Next month the New Esterházy Quartet (NEQ), consisting of violinists Lisa Weiss and Kati Kyme, violist Anthony Martin, and cellist William Skeen, will begin their tenth season with a program of four string quartets divided equally between Wolfgang Amadeus Mozart and Joseph Haydn. The title of the program, Padre, Guida, ed Amico! (father guide, and friend), is the phrase that Mozart used to describe his relationship with Haydn. Each pair of quartets, in turn, comes from two periods in the eighteenth century, the earlier around the three-quarter mark and the later towards the end of that century. (Mozart never saw the end of the century, since he died in 1791.)

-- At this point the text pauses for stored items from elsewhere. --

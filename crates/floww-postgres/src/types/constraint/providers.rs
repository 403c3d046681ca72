//! Providers table constraint violations.

use serde::{Deserialize, Serialize};
use strum::{Display, EnumIter, EnumString};

use super::ConstraintCategory;

/// Providers table constraint violations.
#[derive(Debug, Clone, Copy, Eq, PartialEq)]
#[derive(Serialize, Deserialize, Display, EnumIter, EnumString)]
#[serde(into = "String", try_from = "String")]
pub enum ProviderConstraints {
    /// `(namespace_id, provider_type, alias)` must be unique.
    #[strum(serialize = "providers_namespace_type_alias_unique")]
    NamespaceTypeAliasUnique,
}

impl ProviderConstraints {
    pub fn new(constraint: &str) -> Option<Self> {
        constraint.parse().ok()
    }

    pub fn categorize(&self) -> ConstraintCategory {
        match self {
            ProviderConstraints::NamespaceTypeAliasUnique => ConstraintCategory::Uniqueness,
        }
    }
}

impl From<ProviderConstraints> for String {
    #[inline]
    fn from(val: ProviderConstraints) -> Self {
        val.to_string()
    }
}

impl TryFrom<String> for ProviderConstraints {
    type Error = strum::ParseError;

    #[inline]
    fn try_from(value: String) -> Result<Self, Self::Error> {
        value.parse()
    }
}
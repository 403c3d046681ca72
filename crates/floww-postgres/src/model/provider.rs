//! Provider model for PostgreSQL database operations.

use diesel::prelude::*;
use jiff_diesel::Timestamp;
use uuid::Uuid;

use crate::schema::providers;
use crate::types::{HasCreatedAt, HasUpdatedAt, ProviderKind};

/// A configured integration with an external system, scoped to a namespace.
#[derive(Debug, Clone, PartialEq, Queryable, Selectable)]
#[diesel(table_name = providers)]
#[diesel(check_for_backend(diesel::pg::Pg))]
pub struct Provider {
    pub id: Uuid,
    pub namespace_id: Uuid,
    pub provider_type: ProviderKind,
    pub alias: String,
    /// XChaCha20-Poly1305-encrypted provider-specific credentials.
    pub encrypted_config: Vec<u8>,
    pub created_at: Timestamp,
    pub updated_at: Timestamp,
}

/// Data for creating a new provider.
#[derive(Debug, Clone, Insertable)]
#[diesel(table_name = providers)]
#[diesel(check_for_backend(diesel::pg::Pg))]
pub struct NewProvider {
    pub namespace_id: Uuid,
    pub provider_type: ProviderKind,
    pub alias: String,
    pub encrypted_config: Vec<u8>,
}

impl NewProvider {
    /// Builds insert data for an auto-created, no-setup-steps provider
    /// (`builtin` / `kvstore`) with an empty encrypted config.
    pub fn auto_created(namespace_id: Uuid, provider_type: ProviderKind, alias: impl Into<String>) -> Self {
        debug_assert!(provider_type.has_no_setup_steps());
        Self {
            namespace_id,
            provider_type,
            alias: alias.into(),
            encrypted_config: Vec::new(),
        }
    }
}

/// Data for updating a provider's configuration.
#[derive(Debug, Clone, Default, AsChangeset)]
#[diesel(table_name = providers)]
#[diesel(check_for_backend(diesel::pg::Pg))]
pub struct UpdateProvider {
    pub encrypted_config: Option<Vec<u8>>,
}

impl HasCreatedAt for Provider {
    fn created_at(&self) -> jiff::Timestamp {
        self.created_at.into()
    }
}

impl HasUpdatedAt for Provider {
    fn updated_at(&self) -> jiff::Timestamp {
        self.updated_at.into()
    }
}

The Mozart quartets will provide the “bookends” for the entire concert. The opening selection will be the K. 169 quartet in A major, composed in Vienna in 1773 but around the time when Mozart was beginning his service as a court musician to Count Hieronymus von Colloredo, who was serving as Prince-Archbishop of Salzburg. The program will conclude with K. 575 in D major, composed in 1789 and the first of the three quartets that would later be called the “Prussian” quartets, because Mozart dedicated them to King Friedrich Wilhelm of Prussia after returning to Vienna from a visit to Berlin. (The king was sometimes known as the “Cellist King.”) The Haydn quartets, on the other hand, will be performed in reverse chronological order. The intermission will be preceded by Hoboken III/82 in F major, the second of the two “Lobkowitz” quartets published as Opus 77 and composed in 1799. The intermission will then be followed by a much earlier quartet, composed during Haydn’s service at Eszterháza, Hoboken III/28 in C minor, the fourth of the quartets published as Opus 17 in 1771.
As usual, NEQ’s performance will take place on a Saturday afternoon, September 17, beginning at 4 p.m. However, the venue will be across the street from where they usually perform. The concert will take place in the Chapel of the First Unitarian Universalist Society of San Francisco. The entrance is at 1187 Franklin Street, between O’Farrell Street and Geary Boulevard. General admission will be $30 with discounted prices of $10 for students with valid identification and $25 for seniors, the disabled, and members of the San Francisco Early Music Society. Tickets at all prices may be purchased through a Brown Paper Tickets event page. Telephone orders and further information may be obtained by calling 415-520-0611.